===== Extracted material

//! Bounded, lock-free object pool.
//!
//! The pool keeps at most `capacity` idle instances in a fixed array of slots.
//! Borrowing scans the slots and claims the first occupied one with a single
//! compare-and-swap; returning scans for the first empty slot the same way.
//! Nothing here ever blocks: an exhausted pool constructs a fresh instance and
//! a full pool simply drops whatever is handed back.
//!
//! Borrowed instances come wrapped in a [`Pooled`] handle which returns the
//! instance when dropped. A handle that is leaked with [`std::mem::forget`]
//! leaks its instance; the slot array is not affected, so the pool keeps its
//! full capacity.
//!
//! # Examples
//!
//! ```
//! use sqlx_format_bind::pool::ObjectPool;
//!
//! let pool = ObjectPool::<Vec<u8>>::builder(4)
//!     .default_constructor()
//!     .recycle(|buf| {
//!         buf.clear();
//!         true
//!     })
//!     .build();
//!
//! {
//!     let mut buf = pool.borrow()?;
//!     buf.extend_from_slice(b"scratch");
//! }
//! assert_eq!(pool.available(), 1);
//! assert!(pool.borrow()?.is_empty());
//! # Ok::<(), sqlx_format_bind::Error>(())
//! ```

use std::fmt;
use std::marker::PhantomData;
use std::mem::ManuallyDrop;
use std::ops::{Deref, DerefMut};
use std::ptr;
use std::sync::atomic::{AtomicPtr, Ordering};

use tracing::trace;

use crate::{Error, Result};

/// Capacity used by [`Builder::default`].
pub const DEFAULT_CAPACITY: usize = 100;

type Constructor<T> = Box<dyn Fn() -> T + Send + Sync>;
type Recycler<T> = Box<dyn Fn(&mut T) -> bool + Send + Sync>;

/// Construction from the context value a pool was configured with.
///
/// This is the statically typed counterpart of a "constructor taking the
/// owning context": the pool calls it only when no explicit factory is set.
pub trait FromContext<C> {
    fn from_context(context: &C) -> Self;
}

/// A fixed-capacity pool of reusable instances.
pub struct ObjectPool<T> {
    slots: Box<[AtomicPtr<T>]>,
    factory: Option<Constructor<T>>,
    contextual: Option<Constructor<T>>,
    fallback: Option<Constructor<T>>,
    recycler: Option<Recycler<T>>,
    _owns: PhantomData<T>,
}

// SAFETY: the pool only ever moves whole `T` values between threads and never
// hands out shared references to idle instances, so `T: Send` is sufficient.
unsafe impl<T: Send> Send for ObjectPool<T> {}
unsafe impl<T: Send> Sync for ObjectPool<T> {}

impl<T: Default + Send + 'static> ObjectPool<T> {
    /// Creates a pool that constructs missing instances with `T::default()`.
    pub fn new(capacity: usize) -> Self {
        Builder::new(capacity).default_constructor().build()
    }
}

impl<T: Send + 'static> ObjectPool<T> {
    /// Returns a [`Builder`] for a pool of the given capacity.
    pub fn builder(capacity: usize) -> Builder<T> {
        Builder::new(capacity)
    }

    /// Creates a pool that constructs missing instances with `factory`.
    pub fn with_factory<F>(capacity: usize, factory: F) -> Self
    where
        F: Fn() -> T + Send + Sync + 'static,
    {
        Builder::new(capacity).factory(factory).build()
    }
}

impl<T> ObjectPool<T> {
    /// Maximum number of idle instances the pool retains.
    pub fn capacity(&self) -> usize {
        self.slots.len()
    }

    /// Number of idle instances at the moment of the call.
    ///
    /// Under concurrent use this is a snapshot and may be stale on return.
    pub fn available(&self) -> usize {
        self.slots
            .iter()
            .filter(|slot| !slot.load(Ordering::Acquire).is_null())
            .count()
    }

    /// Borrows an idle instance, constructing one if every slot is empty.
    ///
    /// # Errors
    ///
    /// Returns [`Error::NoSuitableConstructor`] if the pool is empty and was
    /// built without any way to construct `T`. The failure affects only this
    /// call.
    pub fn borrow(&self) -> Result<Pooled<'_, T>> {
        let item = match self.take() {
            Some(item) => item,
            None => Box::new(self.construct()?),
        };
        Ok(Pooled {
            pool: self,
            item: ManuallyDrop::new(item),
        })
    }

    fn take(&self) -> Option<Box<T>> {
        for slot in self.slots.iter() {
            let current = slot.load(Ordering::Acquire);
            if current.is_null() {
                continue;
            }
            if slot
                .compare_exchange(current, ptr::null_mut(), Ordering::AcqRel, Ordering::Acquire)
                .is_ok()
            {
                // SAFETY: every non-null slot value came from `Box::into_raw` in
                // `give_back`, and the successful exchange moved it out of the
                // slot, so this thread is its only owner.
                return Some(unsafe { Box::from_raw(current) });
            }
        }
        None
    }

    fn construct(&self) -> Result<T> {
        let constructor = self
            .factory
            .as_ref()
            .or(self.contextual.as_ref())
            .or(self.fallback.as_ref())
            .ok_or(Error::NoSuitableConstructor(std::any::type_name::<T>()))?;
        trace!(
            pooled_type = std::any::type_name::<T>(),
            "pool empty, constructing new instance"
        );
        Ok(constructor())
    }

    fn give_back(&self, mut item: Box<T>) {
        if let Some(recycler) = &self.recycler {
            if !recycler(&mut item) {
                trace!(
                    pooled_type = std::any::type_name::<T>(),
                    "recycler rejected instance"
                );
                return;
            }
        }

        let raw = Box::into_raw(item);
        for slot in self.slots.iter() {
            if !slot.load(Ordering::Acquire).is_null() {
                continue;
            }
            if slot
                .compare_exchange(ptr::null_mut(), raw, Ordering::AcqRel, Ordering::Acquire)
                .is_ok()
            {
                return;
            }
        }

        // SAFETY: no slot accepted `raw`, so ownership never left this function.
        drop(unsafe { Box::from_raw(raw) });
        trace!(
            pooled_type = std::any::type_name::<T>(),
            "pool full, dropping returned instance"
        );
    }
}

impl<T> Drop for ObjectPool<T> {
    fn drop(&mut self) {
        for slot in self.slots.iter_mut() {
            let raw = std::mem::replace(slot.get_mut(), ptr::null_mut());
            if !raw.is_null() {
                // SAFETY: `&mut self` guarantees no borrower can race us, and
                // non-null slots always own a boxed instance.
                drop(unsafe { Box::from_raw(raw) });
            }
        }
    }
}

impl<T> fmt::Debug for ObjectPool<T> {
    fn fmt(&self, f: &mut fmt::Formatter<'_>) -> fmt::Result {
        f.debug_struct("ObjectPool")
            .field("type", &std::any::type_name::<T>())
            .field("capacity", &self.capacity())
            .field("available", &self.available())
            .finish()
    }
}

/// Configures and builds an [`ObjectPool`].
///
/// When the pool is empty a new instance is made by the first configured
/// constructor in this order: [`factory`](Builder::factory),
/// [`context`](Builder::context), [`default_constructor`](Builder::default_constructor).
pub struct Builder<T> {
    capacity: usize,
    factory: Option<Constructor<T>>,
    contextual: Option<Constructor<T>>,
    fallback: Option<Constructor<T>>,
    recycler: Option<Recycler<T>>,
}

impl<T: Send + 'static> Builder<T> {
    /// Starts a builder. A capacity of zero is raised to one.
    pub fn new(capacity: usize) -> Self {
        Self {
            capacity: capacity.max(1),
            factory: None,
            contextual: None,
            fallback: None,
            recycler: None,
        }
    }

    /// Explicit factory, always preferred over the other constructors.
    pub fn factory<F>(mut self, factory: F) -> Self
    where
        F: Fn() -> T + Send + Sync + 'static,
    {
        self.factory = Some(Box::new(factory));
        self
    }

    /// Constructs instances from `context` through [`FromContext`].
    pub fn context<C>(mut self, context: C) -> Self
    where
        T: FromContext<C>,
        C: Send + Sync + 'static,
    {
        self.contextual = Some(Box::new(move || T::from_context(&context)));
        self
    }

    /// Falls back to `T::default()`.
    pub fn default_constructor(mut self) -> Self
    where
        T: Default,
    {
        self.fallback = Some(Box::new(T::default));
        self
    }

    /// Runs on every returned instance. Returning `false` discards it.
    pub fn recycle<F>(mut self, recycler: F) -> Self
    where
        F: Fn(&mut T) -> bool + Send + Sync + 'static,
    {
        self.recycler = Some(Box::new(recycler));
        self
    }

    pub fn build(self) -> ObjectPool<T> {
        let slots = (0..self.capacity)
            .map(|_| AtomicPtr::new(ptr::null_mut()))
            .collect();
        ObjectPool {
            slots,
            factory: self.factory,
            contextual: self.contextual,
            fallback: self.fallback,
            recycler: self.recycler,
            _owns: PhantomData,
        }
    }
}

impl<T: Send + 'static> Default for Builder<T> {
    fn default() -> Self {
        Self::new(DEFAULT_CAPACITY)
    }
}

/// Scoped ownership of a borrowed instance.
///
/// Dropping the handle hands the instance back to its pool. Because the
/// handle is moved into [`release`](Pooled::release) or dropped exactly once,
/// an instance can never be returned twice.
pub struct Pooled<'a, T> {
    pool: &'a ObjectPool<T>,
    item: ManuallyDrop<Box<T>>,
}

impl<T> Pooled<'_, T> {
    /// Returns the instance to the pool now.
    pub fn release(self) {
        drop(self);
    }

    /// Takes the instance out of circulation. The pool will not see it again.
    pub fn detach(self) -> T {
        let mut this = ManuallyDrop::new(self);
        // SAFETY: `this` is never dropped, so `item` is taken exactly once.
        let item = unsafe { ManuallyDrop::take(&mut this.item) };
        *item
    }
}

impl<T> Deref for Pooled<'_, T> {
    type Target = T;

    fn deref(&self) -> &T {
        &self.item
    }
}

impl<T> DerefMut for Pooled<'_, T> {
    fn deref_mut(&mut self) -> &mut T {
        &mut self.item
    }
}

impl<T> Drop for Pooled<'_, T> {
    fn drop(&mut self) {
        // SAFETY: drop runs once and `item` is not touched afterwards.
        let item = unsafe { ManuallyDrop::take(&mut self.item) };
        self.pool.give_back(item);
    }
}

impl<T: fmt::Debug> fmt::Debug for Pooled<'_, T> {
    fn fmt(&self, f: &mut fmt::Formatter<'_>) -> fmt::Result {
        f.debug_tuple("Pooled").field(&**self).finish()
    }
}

==========

Counting only lines that contain "scans", say how many there are in the material above, and add nothing.

**Result of this exercise:** 2